IGFs and IGFBPs have been implicated in the pathogenesis of SSc lung fibrosis. IGF-I levels are increased in the BALF of SSc patients, and the protein itself promotes the proliferation of fibroblasts [53]. IGF-II expression is also increased in fibrotic SSc lung tissues and fibroblasts and induces ECM deposition via the activation of PI3K and Jun N-terminal kinase pathways [54]. A follow-up study demonstrated that IGF-II signaled via type 1 IGF receptor (IGF1R), insulin receptor (IR), and a hybrid IGF1R/IR complex receptor, promoting fibrosis through multiple mechanisms: by directly activating myofibroblasts, by increasing ECM production while reducing its degradation, and by stimulating the expression of TGFβ2 and TGFβ3 [9]. Researchers showed that IGFBP-3 and IGFBP-5 are profibrotic proteins that stimulate the production of ECM by lung fibroblasts [55][56][57]. IGFBP-5 is significantly overexpressed in SSc lung tissues and fibroblasts and induces the expression of collagen type I, fibronectin, CTGF, LOX, and DOK5 [58][59]. Mice expressing human IGFBP-5 showed sustained increased expression of ECM genes [60]. Recently, IGFBP-2 serum levels were found to have prognostic value for assessing the development of ILD in SSc patients, but further studies are needed to understand its potential role in lung disease [61].

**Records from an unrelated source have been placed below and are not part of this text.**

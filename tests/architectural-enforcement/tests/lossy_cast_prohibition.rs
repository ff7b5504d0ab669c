//! Integration Test: Lossy Duration Cast Prohibition
//!
//! **Policy**: `Duration::as_millis()` and friends return `u128`; narrowing
//! them with `as` truncates silently. Log the `Duration` itself (`?d`) or
//! convert with `try_from`.

use architectural_enforcement::{report, scan_dir, SourceLine, PRODUCTION_DIRS};

const WIDE_GETTERS: &[&str] = &[".as_millis()", ".as_micros()", ".as_nanos()"];

fn is_lossy_cast(line: &SourceLine) -> bool {
    WIDE_GETTERS.iter().any(|getter| {
        line.code
            .split(getter)
            .skip(1)
            .any(|rest| rest.trim_start().starts_with("as "))
    })
}

#[test]
fn test_no_truncating_duration_casts() {
    let violations: Vec<String> = PRODUCTION_DIRS
        .iter()
        .flat_map(|dir| scan_dir(dir))
        .filter(is_lossy_cast)
        .map(|line| line.describe("Truncating duration cast"))
        .collect();

    report("No `as` casts of u128 duration getters", &violations);
}

#[test]
fn test_detector_flags_as_millis_cast() {
    let lines = architectural_enforcement::production_lines(
        std::path::Path::new("sample.rs"),
        "fn log(d: Duration) {\n    let ms = d.as_millis() as u64;\n    let ok = u64::try_from(d.as_millis());\n}\n",
    );
    assert!(is_lossy_cast(&lines[1]));
    assert!(!is_lossy_cast(&lines[2]));
}
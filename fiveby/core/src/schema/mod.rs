//! Schema and Validation Layer
//!
//! Typed contracts for every payload exchanged with the game backend.
//!
//! # Two-phase validation
//!
//! Decoding a payload happens in two steps:
//!
//! 1. **Structural**: serde checks types, ranges (via the range-checked
//!    newtypes in [`primitives`]), enum membership and unknown fields.
//! 2. **Relational**: [`Validate::validate`] checks cross-field rules such as
//!    "a revealed cell carries a letter" or "`correct` iff `revealed_letter`".
//!
//! Both phases report failures as a [`ValidationError`] listing every
//! offending path. Structural failures carry the path serde was at when it
//! gave up (`players[1].cells[4].index`). Nothing is coerced silently.

pub mod events;
pub mod health;
pub mod primitives;
pub mod requests;
pub mod snapshot;

use std::fmt;

use serde::de::DeserializeOwned;
use serde::Serialize;
use serde_json::Value;

pub use events::{
    LetterGuessedData, QuestionAnsweredData, QuestionAskedData, RevealedCell, WordGuessedData,
};
pub use health::{DbHealth, HealthResponse};
pub use primitives::{
    CellIndex, EventType, GuessDirection, Letter, LineIndex, PlayerNumber, QuestionGenerator,
    RevealedBy, SessionId, SessionStatus, Topic, Word,
};
pub use requests::{
    AnswerQuestionRequest, AskQuestionRequest, CreateSessionRequest, GuessLetterRequest,
    GuessWordRequest,
};
pub use snapshot::{CellSnapshot, LastEvent, PlayerSnapshot, SessionSnapshot};

// ============================================================================
// Validation errors
// ============================================================================

/// One failed rule, anchored at a JSON-ish path such as `players[1].cells[4].letter`
#[derive(Clone, Debug, PartialEq, Eq, Serialize)]
pub struct ValidationIssue {
    /// Location of the offending value; `$` for the payload root
    pub path: String,
    /// What was wrong
    pub message: String,
}

impl ValidationIssue {
    /// Create an issue
    pub fn new(path: impl Into<String>, message: impl Into<String>) -> Self {
        Self {
            path: path.into(),
            message: message.into(),
        }
    }
}

impl fmt::Display for ValidationIssue {
    fn fmt(&self, f: &mut fmt::Formatter<'_>) -> fmt::Result {
        write!(f, "{}: {}", self.path, self.message)
    }
}

/// A payload failed validation. Never empty.
#[derive(Clone, Debug, PartialEq, Eq, thiserror::Error)]
#[error("validation failed: {}", join_issues(.issues))]
pub struct ValidationError {
    /// Every issue found, in discovery order
    pub issues: Vec<ValidationIssue>,
}

fn join_issues(issues: &[ValidationIssue]) -> String {
    issues
        .iter()
        .map(ToString::to_string)
        .collect::<Vec<_>>()
        .join("; ")
}

impl ValidationError {
    /// Error with a single issue
    pub fn single(path: impl Into<String>, message: impl Into<String>) -> Self {
        Self {
            issues: vec![ValidationIssue::new(path, message)],
        }
    }

    /// Paths of every issue, for assertions and logs
    #[must_use]
    pub fn paths(&self) -> Vec<&str> {
        self.issues.iter().map(|issue| issue.path.as_str()).collect()
    }

    /// Issues rendered as a JSON array, used as error details
    #[must_use]
    pub fn to_details(&self) -> Value {
        serde_json::to_value(&self.issues).unwrap_or(Value::Null)
    }
}

impl From<serde_json::Error> for ValidationError {
    fn from(err: serde_json::Error) -> Self {
        Self::single("$", err.to_string())
    }
}

impl From<serde_path_to_error::Error<serde_json::Error>> for ValidationError {
    fn from(err: serde_path_to_error::Error<serde_json::Error>) -> Self {
        let path = err.path().to_string();
        let path = if path == "." { "$".to_string() } else { path };
        Self::single(path, err.into_inner().to_string())
    }
}

/// Collects issues while walking a payload
#[derive(Debug, Default)]
pub struct Issues(Vec<ValidationIssue>);

impl Issues {
    /// Start an empty collection
    #[must_use]
    pub fn new() -> Self {
        Self::default()
    }

    /// Record an issue
    pub fn push(&mut self, path: impl Into<String>, message: impl Into<String>) {
        self.0.push(ValidationIssue::new(path, message));
    }

    /// Record an issue when `condition` is false
    pub fn check(&mut self, condition: bool, path: impl Into<String>, message: impl Into<String>) {
        if !condition {
            self.push(path, message);
        }
    }

    /// Absorb the issues of a nested value, prefixing their paths
    pub fn nest(&mut self, prefix: &str, result: Result<(), ValidationError>) {
        if let Err(err) = result {
            for issue in err.issues {
                let path = if issue.path == "$" {
                    prefix.to_string()
                } else {
                    format!("{prefix}.{}", issue.path)
                };
                self.0.push(ValidationIssue::new(path, issue.message));
            }
        }
    }

    /// Finish: `Ok` when nothing was recorded
    pub fn finish(self) -> Result<(), ValidationError> {
        if self.0.is_empty() {
            Ok(())
        } else {
            Err(ValidationError { issues: self.0 })
        }
    }
}

// ============================================================================
// Validate trait
// ============================================================================

/// Relational checks that run after serde has accepted the structure
pub trait Validate {
    /// Check cross-field rules
    fn validate(&self) -> Result<(), ValidationError>;
}

/// Decode and validate a JSON value as `T`
pub fn decode<T>(value: Value) -> Result<T, ValidationError>
where
    T: DeserializeOwned + Validate,
{
    let decoded: T = serde_path_to_error::deserialize(value)?;
    decoded.validate()?;
    Ok(decoded)
}

/// Decode and validate JSON text as `T`
pub fn decode_str<T>(text: &str) -> Result<T, ValidationError>
where
    T: DeserializeOwned + Validate,
{
    let value: Value = serde_json::from_str(text)?;
    decode(value)
}

/// Check that a row/col pair agrees with a cell index
pub(crate) fn check_coordinates(
    issues: &mut Issues,
    index: CellIndex,
    row: LineIndex,
    col: LineIndex,
) {
    issues.check(
        row.get() == index.row(),
        "row",
        format!("row {} does not match cell index {}", row, index),
    );
    issues.check(
        col.get() == index.col(),
        "col",
        format!("col {} does not match cell index {}", col, index),
    );
}

/// Check the "revealed letter present iff correct" rule shared by answer and letter events
pub(crate) fn check_revealed_letter(issues: &mut Issues, correct: bool, letter: Option<Letter>) {
    match (correct, letter) {
        (true, None) => issues.push(
            "revealed_letter",
            "revealed_letter is required when correct is true",
        ),
        (false, Some(_)) => issues.push(
            "revealed_letter",
            "revealed_letter must be null when correct is false",
        ),
        _ => {}
    }
}
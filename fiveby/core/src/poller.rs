//! Background snapshot polling
//!
//! A [`SnapshotPoller`] refreshes the store's current session on a fixed
//! interval using silent loads. Ticks that land while a foreground load is in
//! flight are skipped so polling never supersedes an explicit user load.

use std::sync::Arc;
use std::time::Duration;

use tokio::task::AbortHandle;
use tokio::time::MissedTickBehavior;

use crate::config::PollingConfig;
use crate::store::{LoadOutcome, SessionStore};

/// Handle to a running poll loop; the loop stops when this is dropped
#[derive(Debug)]
pub struct SnapshotPoller {
    abort: AbortHandle,
    interval: Duration,
}

impl SnapshotPoller {
    /// Start polling `store` every `interval`
    ///
    /// The first refresh happens one full interval after spawning.
    #[must_use]
    pub fn spawn(store: Arc<SessionStore>, interval: Duration) -> Self {
        let handle = tokio::spawn(run(store, interval));
        tracing::debug!(?interval, "snapshot poller started");
        Self {
            abort: handle.abort_handle(),
            interval,
        }
    }

    /// Start polling per the `[polling]` config, or not at all when disabled
    #[must_use]
    pub fn from_config(store: Arc<SessionStore>, config: &PollingConfig) -> Option<Self> {
        config
            .enabled
            .then(|| Self::spawn(store, config.interval()))
    }

    /// Poll interval
    #[must_use]
    pub fn interval(&self) -> Duration {
        self.interval
    }

    /// Whether the loop is still running
    #[must_use]
    pub fn is_running(&self) -> bool {
        !self.abort.is_finished()
    }

    /// Stop polling
    pub fn stop(&self) {
        if !self.abort.is_finished() {
            self.abort.abort();
            tracing::debug!("snapshot poller stopped");
        }
    }
}

impl Drop for SnapshotPoller {
    fn drop(&mut self) {
        self.stop();
    }
}

async fn run(store: Arc<SessionStore>, period: Duration) {
    let start = tokio::time::Instant::now() + period;
    let mut ticker = tokio::time::interval_at(start, period);
    ticker.set_missed_tick_behavior(MissedTickBehavior::Delay);

    loop {
        ticker.tick().await;

        if store.is_foreground_loading() {
            tracing::trace!("poll tick skipped; foreground load in flight");
            continue;
        }

        match store.refresh_silent().await {
            LoadOutcome::Applied => tracing::trace!("poll refreshed snapshot"),
            LoadOutcome::Failed(_) | LoadOutcome::Superseded | LoadOutcome::Skipped => {}
        }
    }
}

#[cfg(test)]
mod tests {
    use super::*;
    use crate::config::PollingConfig;
    use crate::store::SessionStore;

    #[tokio::test]
    async fn test_disabled_config_spawns_nothing() {
        let store = Arc::new(SessionStore::new(Arc::new(crate::api::FiveByClient::new(
            "http://127.0.0.1:9",
            Duration::from_secs(1),
        )
        .unwrap())));
        let config = PollingConfig {
            interval_ms: 10,
            enabled: false,
        };
        assert!(SnapshotPoller::from_config(store, &config).is_none());
    }

    #[tokio::test]
    async fn test_stop_ends_loop() {
        let store = Arc::new(SessionStore::new(Arc::new(crate::api::FiveByClient::new(
            "http://127.0.0.1:9",
            Duration::from_secs(1),
        )
        .unwrap())));
        let poller = SnapshotPoller::spawn(store, Duration::from_secs(60));
        assert!(poller.is_running());
        assert_eq!(poller.interval(), Duration::from_secs(60));
        poller.stop();
        tokio::time::timeout(Duration::from_secs(1), async {
            while poller.is_running() {
                tokio::task::yield_now().await;
            }
        })
        .await
        .unwrap();
    }
}
//! Integration Test: Unwrap Prohibition
//!
//! **Policy**: the core library propagates errors. `unwrap()` and `expect()`
//! are allowed only in test code.

use architectural_enforcement::{report, scan_dir};

#[test]
fn test_no_unwrap_in_core_library() {
    let violations: Vec<String> = scan_dir("fiveby/core/src")
        .into_iter()
        .filter(|line| line.code.contains(".unwrap()") || line.code.contains(".expect("))
        .map(|line| line.describe("Panicking unwrap"))
        .collect();

    report("No unwrap()/expect() in fiveby-core", &violations);
}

7. Yes-Associated Protein (YAP)/TAZ

Yes-associated protein (YAP) and transcription coactivator with PDZ-binding motif (TAZ) are key components of the Hippo pathway [62]. Mammalian STE20-like (MST) and large tumor suppressor kinase (LATS) are the core proteins upstream of YAP/TAZ in the Hippo pathway [63]. When the Hippo pathway is activated, the sequential phosphorylation of MST, LATS, and then YAP/TAZ occurs, causing the retention of YAP/TAZ in the cytoplasm [64]. YAP/TAZ signaling mediates its effect via cross-talk with multiple other pathways, including the TGFβ and Wnt/β-catenin pathways [64]. YAP/TAZ was shown to promote myofibroblast proliferation, contraction, and ECM synthesis [65]. Myofibroblast-specific YAP/TAZ deficiency ameliorates fibrosis across multiple organs, including lungs, kidneys, and liver, supporting previous findings on the critical role that YAP/TAZ signaling plays in fibrogenesis [66]. Further delineation of the role of YAP/TAZ signaling in SSc-related fibrosis is warranted. Toyoma et al. demonstrated that targeting YAP/TAZ with dimethyl fumarate is a viable therapeutic strategy for dermal fibrosis in SSc [67]. More recently, Wu et al. showed that skin fibroblasts and serum from SSc patients had increased levels of YAP and TAZ compared with healthy controls, and they demonstrated that knockdown of YAP/TAZ in mice alleviated bleomycin-induced lung fibrosis [68].

8. Chemokines

Chemokines are a family of small proteins that play a critical role in maintaining homeostasis and regulating inflammation and tissue-specific leukocyte migration [69]. Upon tissue damage, chemokines initiate and maintain the inflammatory process, and the fine-tuning of their expression is imperative for the resolution of inflammation, culminating in tissue repair and wound healing [70]. Chemokines can activate fibroblasts and perpetuate their ECM production and deposition [70]. This has led to research on the roles of certain chemokines in SSc lung disease. Specifically, C-C motif ligand-2 (CCL2) levels were elevated in the BALF of SSc patients compared with healthy controls [71]. Furthermore, CCL2 protein was overexpressed in fibroblasts from fibrotic lungs of SSc patients [72]. Wu et al. demonstrated that CCL2 plasma levels can serve as a biomarker and a potential therapeutic target for ILD progression in SSc patients, as higher CCL2 levels predicted a faster decline in forced vital capacity (FVC%) over time [73]. Another chemokine, CXCL4, was reported by van Bon et al. to be elevated in SSc patients and correlated with the severity of lung fibrosis [74]. A follow-up study by Affandi et al. demonstrated that CXCL4 is required for bleomycin-induced lung fibrosis in mice, where it promoted myofibroblast transformation, leading to excessive ECM deposition [75]. Multiple other chemokines have been implicated in SSc lung fibrosis, such as CCL5, CCL7, CCL18, CXCL3, and CXCL8, mostly as potential biomarkers of ILD [70][76][77]. Further studies are still needed to elucidate which of these chemokines are central to the pathogenesis of SSc lung fibrosis.